EXERCISE PROMPT: Using the records below, give again exactly the lines from the line that contains "in creation order." through the line that contains "if let Some(role)", both ends included, and only those.

GIVEN RECORDS:
****************
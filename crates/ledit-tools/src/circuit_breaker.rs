// Copyright (c) 2024-2026 Martin Schröder <info@swedishembedded.com>
//
// SPDX-License-Identifier: MIT
//! Per-invocation circuit breaker.
//!
//! Keys on `(tool_name, hash(arguments))` to catch the tight loop failure
//! mode where a model re-issues the same call over and over.  Distinct
//! arguments are distinct keys, so legitimate bulk work (say, reading many
//! files) is never throttled.

use std::collections::HashMap;
use std::sync::Mutex;
use std::time::{Duration, Instant};

use sha2::{Digest, Sha256};
use tracing::warn;

/// Whether an invocation may proceed.
#[derive(Debug, Clone, PartialEq, Eq)]
pub enum BreakerDecision {
    Allow,
    /// The call is suppressed; `count` is how many identical invocations
    /// landed inside the current window.
    Suppress { count: u32 },
}

#[derive(Debug)]
struct ActionRecord {
    count: u32,
    window_start: Instant,
    last_time: Instant,
    blocked_until: Option<Instant>,
}

pub struct CircuitBreaker {
    threshold: u32,
    window: Duration,
    actions: Mutex<HashMap<String, ActionRecord>>,
}

impl CircuitBreaker {
    pub fn new(threshold: u32, window: Duration) -> Self {
        Self {
            threshold,
            window,
            actions: Mutex::new(HashMap::new()),
        }
    }

    /// Record one invocation of `(tool, arguments)` and decide whether it
    /// may run.  The first `threshold` identical calls inside a window are
    /// allowed; the next is suppressed and the key stays blocked until the
    /// window expires.
    pub fn check(&self, tool: &str, arguments_json: &str) -> BreakerDecision {
        let key = format!("{tool}:{}", stable_hash(arguments_json));
        let now = Instant::now();
        let mut actions = self.actions.lock().unwrap();
        let rec = actions.entry(key).or_insert(ActionRecord {
            count: 0,
            window_start: now,
            last_time: now,
            blocked_until: None,
        });

        if let Some(until) = rec.blocked_until {
            if now < until {
                rec.count += 1;
                rec.last_time = now;
                return BreakerDecision::Suppress { count: rec.count };
            }
            rec.blocked_until = None;
            rec.count = 0;
            rec.window_start = now;
        }

        // The window expires when it has run its full length, or when the
        // call pattern went quiet for a whole window; a tight loop does
        // neither.
        if now.duration_since(rec.window_start) > self.window
            || now.duration_since(rec.last_time) > self.window
        {
            rec.count = 0;
            rec.window_start = now;
        }

        rec.count += 1;
        rec.last_time = now;
        if rec.count > self.threshold {
            rec.blocked_until = Some(now + self.window);
            warn!(
                tool,
                count = rec.count,
                window_secs = self.window.as_secs(),
                "circuit breaker tripped for repeated identical invocation"
            );
            BreakerDecision::Suppress { count: rec.count }
        } else {
            BreakerDecision::Allow
        }
    }

    /// Forget all history.  Called at the start of each fresh query.
    pub fn reset(&self) {
        self.actions.lock().unwrap().clear();
    }

    /// Text returned to the model in place of a suppressed execution.
    pub fn suppression_message(tool: &str, count: u32) -> String {
        format!(
            "Tool call suppressed: {tool} has been invoked {count} times with identical \
             arguments in a short window. The repeated call is not executed. \
             Re-examine the previous results and try a different approach."
        )
    }
}

fn stable_hash(arguments_json: &str) -> String {
    // Hash the trimmed argument text; the same logical call produces the
    // same key across iterations and retries.
    let digest = Sha256::digest(arguments_json.trim().as_bytes());
    format!("{digest:x}")
}

// ─── Unit tests ──────────────────────────────────────────────────────────────

#[cfg(test)]
mod tests {
    use super::*;

    fn breaker() -> CircuitBreaker {
        CircuitBreaker::new(5, Duration::from_secs(60))
    }

    #[test]
    fn first_five_identical_calls_allowed_sixth_suppressed() {
        let cb = breaker();
        for i in 1..=5 {
            assert_eq!(
                cb.check("read_file", r#"{"path":"a.rs"}"#),
                BreakerDecision::Allow,
                "call {i} should be allowed"
            );
        }
        assert!(matches!(
            cb.check("read_file", r#"{"path":"a.rs"}"#),
            BreakerDecision::Suppress { count: 6 }
        ));
    }

    #[test]
    fn different_arguments_do_not_share_a_key() {
        let cb = breaker();
        for i in 0..20 {
            let args = format!(r#"{{"path":"file_{i}.rs"}}"#);
            assert_eq!(cb.check("read_file", &args), BreakerDecision::Allow);
        }
    }

    #[test]
    fn different_tools_do_not_share_a_key() {
        let cb = breaker();
        for _ in 0..5 {
            cb.check("read_file", "{}");
        }
        assert_eq!(cb.check("list_dir", "{}"), BreakerDecision::Allow);
    }

    #[test]
    fn whitespace_in_arguments_does_not_change_the_key() {
        let cb = breaker();
        for _ in 0..5 {
            cb.check("shell_command", r#"{"command":"ls"}"#);
        }
        assert!(matches!(
            cb.check("shell_command", r#"  {"command":"ls"}  "#),
            BreakerDecision::Suppress { .. }
        ));
    }

    #[test]
    fn reset_clears_history() {
        let cb = breaker();
        for _ in 0..6 {
            cb.check("read_file", "{}");
        }
        cb.reset();
        assert_eq!(cb.check("read_file", "{}"), BreakerDecision::Allow);
    }

    #[test]
    fn window_expiry_reopens_the_key() {
        let cb = CircuitBreaker::new(2, Duration::from_millis(20));
        cb.check("t", "{}");
        cb.check("t", "{}");
        assert!(matches!(cb.check("t", "{}"), BreakerDecision::Suppress { .. }));
        std::thread::sleep(Duration::from_millis(30));
        assert_eq!(cb.check("t", "{}"), BreakerDecision::Allow);
    }

    #[test]
    fn suppression_message_names_tool_and_count() {
        let msg = CircuitBreaker::suppression_message("read_file", 6);
        assert!(msg.contains("read_file"));
        assert!(msg.contains('6'));
        assert!(msg.to_lowercase().contains("different approach"));
    }
}
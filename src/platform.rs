//! The chat-platform port.
//!
//! Everything the desk needs from the hosting chat platform, expressed as a
//! trait so the core stays transport-free. [`memory::MemoryPlatform`] is an
//! in-process implementation used by the integration tests.

use super::ticket::TimeStamp;
use chrono::Utc;
use std::collections::HashMap;
use std::path::Path;

/// The acting identity attached to every inbound event.
#[derive(Debug, Clone, PartialEq, Eq)]
pub struct Actor {
    pub id: String,
    pub is_admin: bool,
    pub roles: Vec<String>,
}

impl Actor {
    pub fn user(id: impl Into<String>) -> Self {
        Self {
            id: id.into(),
            is_admin: false,
            roles: Vec::new(),
        }
    }

    pub fn admin(id: impl Into<String>) -> Self {
        Self {
            id: id.into(),
            is_admin: true,
            roles: Vec::new(),
        }
    }

    pub fn with_role(mut self, role: impl Into<String>) -> Self {
        self.roles.push(role.into());
        self
    }

    pub fn has_role(&self, role: &str) -> bool {
        self.roles.iter().any(|r| r == role)
    }
}

/// Raw platform event payloads.
#[derive(Debug, Clone, PartialEq)]
pub enum Event {
    Command { name: String, args: Vec<String> },
    Button { token: String },
    Form { token: String, fields: HashMap<String, String> },
}

/// An inbound platform event plus its context.
#[derive(Debug, Clone, PartialEq)]
pub struct Inbound {
    pub actor: Actor,
    pub channel: String,
    pub event: Event,
}

impl Inbound {
    pub fn command(actor: Actor, channel: impl Into<String>, name: &str, args: &[&str]) -> Self {
        Self {
            actor,
            channel: channel.into(),
            event: Event::Command {
                name: name.to_string(),
                args: args.iter().map(|a| a.to_string()).collect(),
            },
        }
    }

    pub fn button(actor: Actor, channel: impl Into<String>, token: impl Into<String>) -> Self {
        Self {
            actor,
            channel: channel.into(),
            event: Event::Button {
                token: token.into(),
            },
        }
    }

    pub fn form(
        actor: Actor,
        channel: impl Into<String>,
        token: impl Into<String>,
        fields: &[(&str, &str)],
    ) -> Self {
        Self {
            actor,
            channel: channel.into(),
            event: Event::Form {
                token: token.into(),
                fields: fields
                    .iter()
                    .map(|(k, v)| (k.to_string(), v.to_string()))
                    .collect(),
            },
        }
    }
}

/// One message fetched from a conversation's history.
#[derive(Debug, Clone, PartialEq)]
pub struct ChannelMessage {
    pub author_id: String,
    pub author_tag: String,
    pub content: String,
    pub sent_at: TimeStamp<Utc>,
}

/// A selectable option attached to an outbound message.
#[derive(Debug, Clone, PartialEq, Eq)]
pub struct Button {
    pub token: String,
    pub label: String,
}

/// An outbound message: plain text plus optional call-to-action buttons.
#[derive(Debug, Clone, PartialEq)]
pub struct Outbound {
    pub text: String,
    pub buttons: Vec<Button>,
}

impl Outbound {
    pub fn text(text: impl Into<String>) -> Self {
        Self {
            text: text.into(),
            buttons: Vec::new(),
        }
    }

    pub fn with_button(mut self, token: impl Into<String>, label: impl Into<String>) -> Self {
        self.buttons.push(Button {
            token: token.into(),
            label: label.into(),
        });
        self
    }
}

pub trait ChatPort {
    /// Create a private conversation visible to `member` and, when set, the
    /// given role. Returns the new conversation's reference.
    fn create_private_channel(
        &mut self,
        name: &str,
        member: &str,
        role: Option<&str>,
        category: Option<&str>,
    ) -> anyhow::Result<String>;

    fn send_message(&mut self, channel: &str, message: Outbound) -> anyhow::Result<()>;

    fn set_visibility(&mut self, channel: &str, user: &str, visible: bool) -> anyhow::Result<()>;

    fn rename_channel(&mut self, channel: &str, name: &str) -> anyhow::Result<()>;

    fn grant_role(&mut self, user: &str, role: &str) -> anyhow::Result<()>;

    fn fetch_user_tag(&self, user: &str) -> anyhow::Result<String>;

    /// Most recent messages first, up to `limit`.
    fn fetch_recent(&self, channel: &str, limit: usize) -> anyhow::Result<Vec<ChannelMessage>>;

    /// Deliver a private message with an attached file to a user.
    fn send_direct_file(&mut self, user: &str, note: &str, file: &Path) -> anyhow::Result<()>;
}

pub mod memory {
    //! In-process chat platform used by the integration tests.

    use super::*;
    use crate::utils;
    use anyhow::{anyhow, Context};
    use std::collections::{BTreeMap, BTreeSet};

    #[derive(Debug, Default)]
    struct Channel {
        name: String,
        category: Option<String>,
        messages: Vec<ChannelMessage>,
        visible_to: BTreeSet<String>,
        visible_roles: BTreeSet<String>,
    }

    /// A delivered direct message, captured for assertions.
    #[derive(Debug, Clone, PartialEq, Eq)]
    pub struct DirectDelivery {
        pub user: String,
        pub note: String,
        pub contents: String,
    }

    #[derive(Default)]
    pub struct MemoryPlatform {
        channels: BTreeMap<String, Channel>,
        users: BTreeMap<String, String>,
        deliveries: Vec<DirectDelivery>,
        granted: Vec<(String, String)>,
        /// Users whose direct-message delivery should fail.
        pub fail_dm_for: BTreeSet<String>,
    }

    impl MemoryPlatform {
        pub fn new() -> Self {
            Self::default()
        }

        /// Mint a user id and register its display tag.
        pub fn register_user(&mut self, tag: &str) -> String {
            let id = utils::new_uuid_to_bech32("user").expect("minting a user id");
            self.users.insert(id.clone(), tag.to_string());
            id
        }

        /// Record a human-authored message, as if typed in the channel.
        pub fn say(&mut self, channel: &str, user: &str, content: &str) {
            let tag = self.users.get(user).cloned().unwrap_or_else(|| user.to_string());
            if let Some(chan) = self.channels.get_mut(channel) {
                chan.messages.push(ChannelMessage {
                    author_id: user.to_string(),
                    author_tag: tag,
                    content: content.to_string(),
                    sent_at: TimeStamp::new(),
                });
            }
        }

        pub fn messages(&self, channel: &str) -> &[ChannelMessage] {
            self.channels
                .get(channel)
                .map(|c| c.messages.as_slice())
                .unwrap_or(&[])
        }

        pub fn last_message(&self, channel: &str) -> Option<&ChannelMessage> {
            self.messages(channel).last()
        }

        pub fn channel_name(&self, channel: &str) -> Option<&str> {
            self.channels.get(channel).map(|c| c.name.as_str())
        }

        pub fn channel_category(&self, channel: &str) -> Option<&str> {
            self.channels.get(channel).and_then(|c| c.category.as_deref())
        }

        pub fn role_can_view(&self, channel: &str, role: &str) -> bool {
            self.channels
                .get(channel)
                .is_some_and(|c| c.visible_roles.contains(role))
        }

        pub fn can_view(&self, channel: &str, user: &str) -> bool {
            self.channels
                .get(channel)
                .is_some_and(|c| c.visible_to.contains(user))
        }

        pub fn deliveries(&self) -> &[DirectDelivery] {
            &self.deliveries
        }

        pub fn granted_roles(&self) -> &[(String, String)] {
            &self.granted
        }

        /// References of every channel created so far, in creation order.
        pub fn channel_refs(&self) -> Vec<String> {
            self.channels.keys().cloned().collect()
        }
    }

    impl ChatPort for MemoryPlatform {
        fn create_private_channel(
            &mut self,
            name: &str,
            member: &str,
            role: Option<&str>,
            category: Option<&str>,
        ) -> anyhow::Result<String> {
            let reference = utils::new_uuid_to_bech32("chan").context("minting a channel ref")?;
            let mut channel = Channel {
                name: name.to_string(),
                category: category.map(str::to_string),
                ..Channel::default()
            };
            channel.visible_to.insert(member.to_string());
            if let Some(role) = role {
                channel.visible_roles.insert(role.to_string());
            }
            self.channels.insert(reference.clone(), channel);
            Ok(reference)
        }

        fn send_message(&mut self, channel: &str, message: Outbound) -> anyhow::Result<()> {
            let chan = self
                .channels
                .get_mut(channel)
                .ok_or_else(|| anyhow!("unknown channel {channel}"))?;
            let mut content = message.text;
            for button in &message.buttons {
                content.push_str(&format!(" [{}|{}]", button.label, button.token));
            }
            chan.messages.push(ChannelMessage {
                author_id: "desk".into(),
                author_tag: "desk".into(),
                content,
                sent_at: TimeStamp::new(),
            });
            Ok(())
        }

        fn set_visibility(
            &mut self,
            channel: &str,
            user: &str,
            visible: bool,
        ) -> anyhow::Result<()> {
            let chan = self
                .channels
                .get_mut(channel)
                .ok_or_else(|| anyhow!("unknown channel {channel}"))?;
            if visible {
                chan.visible_to.insert(user.to_string());
            } else {
                chan.visible_to.remove(user);
            }
            Ok(())
        }

        fn rename_channel(&mut self, channel: &str, name: &str) -> anyhow::Result<()> {
            let chan = self
                .channels
                .get_mut(channel)
                .ok_or_else(|| anyhow!("unknown channel {channel}"))?;
            chan.name = name.to_string();
            Ok(())
        }

        fn grant_role(&mut self, user: &str, role: &str) -> anyhow::Result<()> {
            self.granted.push((user.to_string(), role.to_string()));
            Ok(())
        }

        fn fetch_user_tag(&self, user: &str) -> anyhow::Result<String> {
            self.users
                .get(user)
                .cloned()
                .ok_or_else(|| anyhow!("unknown user {user}"))
        }

        fn fetch_recent(&self, channel: &str, limit: usize) -> anyhow::Result<Vec<ChannelMessage>> {
            let chan = self
                .channels
                .get(channel)
                .ok_or_else(|| anyhow!("unknown channel {channel}"))?;
            // platform delivery order: newest first
            Ok(chan.messages.iter().rev().take(limit).cloned().collect())
        }

        fn send_direct_file(&mut self, user: &str, note: &str, file: &Path) -> anyhow::Result<()> {
            if self.fail_dm_for.contains(user) {
                return Err(anyhow!("direct messages are closed for {user}"));
            }
            let contents = std::fs::read_to_string(file).context("reading the attachment")?;
            self.deliveries.push(DirectDelivery {
                user: user.to_string(),
                note: note.to_string(),
                contents,
            });
            Ok(())
        }
    }
}
//! Write-through ticket persistence.
//!
//! The whole store is loaded once at startup; afterwards the in-memory map
//! is the single source of truth for reads, and every mutation writes the
//! record through to sled and flushes before the map is touched. A failed
//! write therefore surfaces as [`DeskError::Upstream`] with memory and disk
//! still in agreement.

use super::config::Config;
use super::error::DeskError;
use super::ticket::Ticket;
use std::collections::BTreeMap;
use std::sync::Arc;

// reserved key, outside the ticket keyspace (ticket keys start with "ticket-")
const CONFIG_KEY: &[u8] = b"__config";

pub struct TicketStore {
    db: Arc<sled::Db>,
    tickets: BTreeMap<String, Ticket>,
}

impl TicketStore {
    /// Open the store over an injected sled handle, loading every persisted
    /// ticket into memory.
    pub fn open(db: Arc<sled::Db>) -> Result<Self, DeskError> {
        let mut tickets = BTreeMap::new();
        for entry in db.iter() {
            let (key, value) = entry.map_err(DeskError::upstream)?;
            if key.as_ref() == CONFIG_KEY {
                continue;
            }
            let ticket: Ticket = minicbor::decode(&value).map_err(DeskError::upstream)?;
            tickets.insert(ticket.id.clone(), ticket);
        }
        log::info!("ticket store opened with {} tickets", tickets.len());
        Ok(Self { db, tickets })
    }

    pub fn get(&self, id: &str) -> Option<&Ticket> {
        self.tickets.get(id)
    }

    pub fn put(&mut self, ticket: Ticket) -> Result<(), DeskError> {
        let bytes = minicbor::to_vec(&ticket).map_err(DeskError::upstream)?;
        self.db
            .insert(ticket.id.as_bytes(), bytes)
            .map_err(DeskError::upstream)?;
        self.db.flush().map_err(DeskError::upstream)?;
        self.tickets.insert(ticket.id.clone(), ticket);
        Ok(())
    }

    pub fn delete(&mut self, id: &str) -> Result<(), DeskError> {
        self.db.remove(id.as_bytes()).map_err(DeskError::upstream)?;
        self.db.flush().map_err(DeskError::upstream)?;
        self.tickets.remove(id);
        Ok(())
    }

    pub fn list_all(&self) -> impl Iterator<Item = &Ticket> {
        self.tickets.values()
    }

    /// Linear scan for a non-closed ticket the user participates in. Open
    /// tickets are few, so no index is warranted.
    pub fn find_by_participant(&self, user_id: &str) -> Option<&Ticket> {
        self.tickets
            .values()
            .find(|t| !t.is_closed() && t.is_trader(user_id))
    }

    pub fn save_config(&self, cfg: &Config) -> Result<(), DeskError> {
        let bytes = minicbor::to_vec(cfg).map_err(DeskError::upstream)?;
        self.db
            .insert(CONFIG_KEY, bytes)
            .map_err(DeskError::upstream)?;
        self.db.flush().map_err(DeskError::upstream)?;
        Ok(())
    }

    pub fn load_config(&self) -> Result<Option<Config>, DeskError> {
        match self.db.get(CONFIG_KEY).map_err(DeskError::upstream)? {
            Some(bytes) => {
                let cfg = minicbor::decode(&bytes).map_err(DeskError::upstream)?;
                Ok(Some(cfg))
            }
            None => Ok(None),
        }
    }
}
****************
ANSWER TO THIS EXERCISE:
        /// References of every channel created so far, in creation order.
        pub fn channel_refs(&self) -> Vec<String> {
            self.channels.keys().cloned().collect()
        }
    }

    impl ChatPort for MemoryPlatform {
        fn create_private_channel(
            &mut self,
            name: &str,
            member: &str,
            role: Option<&str>,
            category: Option<&str>,
        ) -> anyhow::Result<String> {
            let reference = utils::new_uuid_to_bech32("chan").context("minting a channel ref")?;
            let mut channel = Channel {
                name: name.to_string(),
                category: category.map(str::to_string),
                ..Channel::default()
            };
            channel.visible_to.insert(member.to_string());
            if let Some(role) = role {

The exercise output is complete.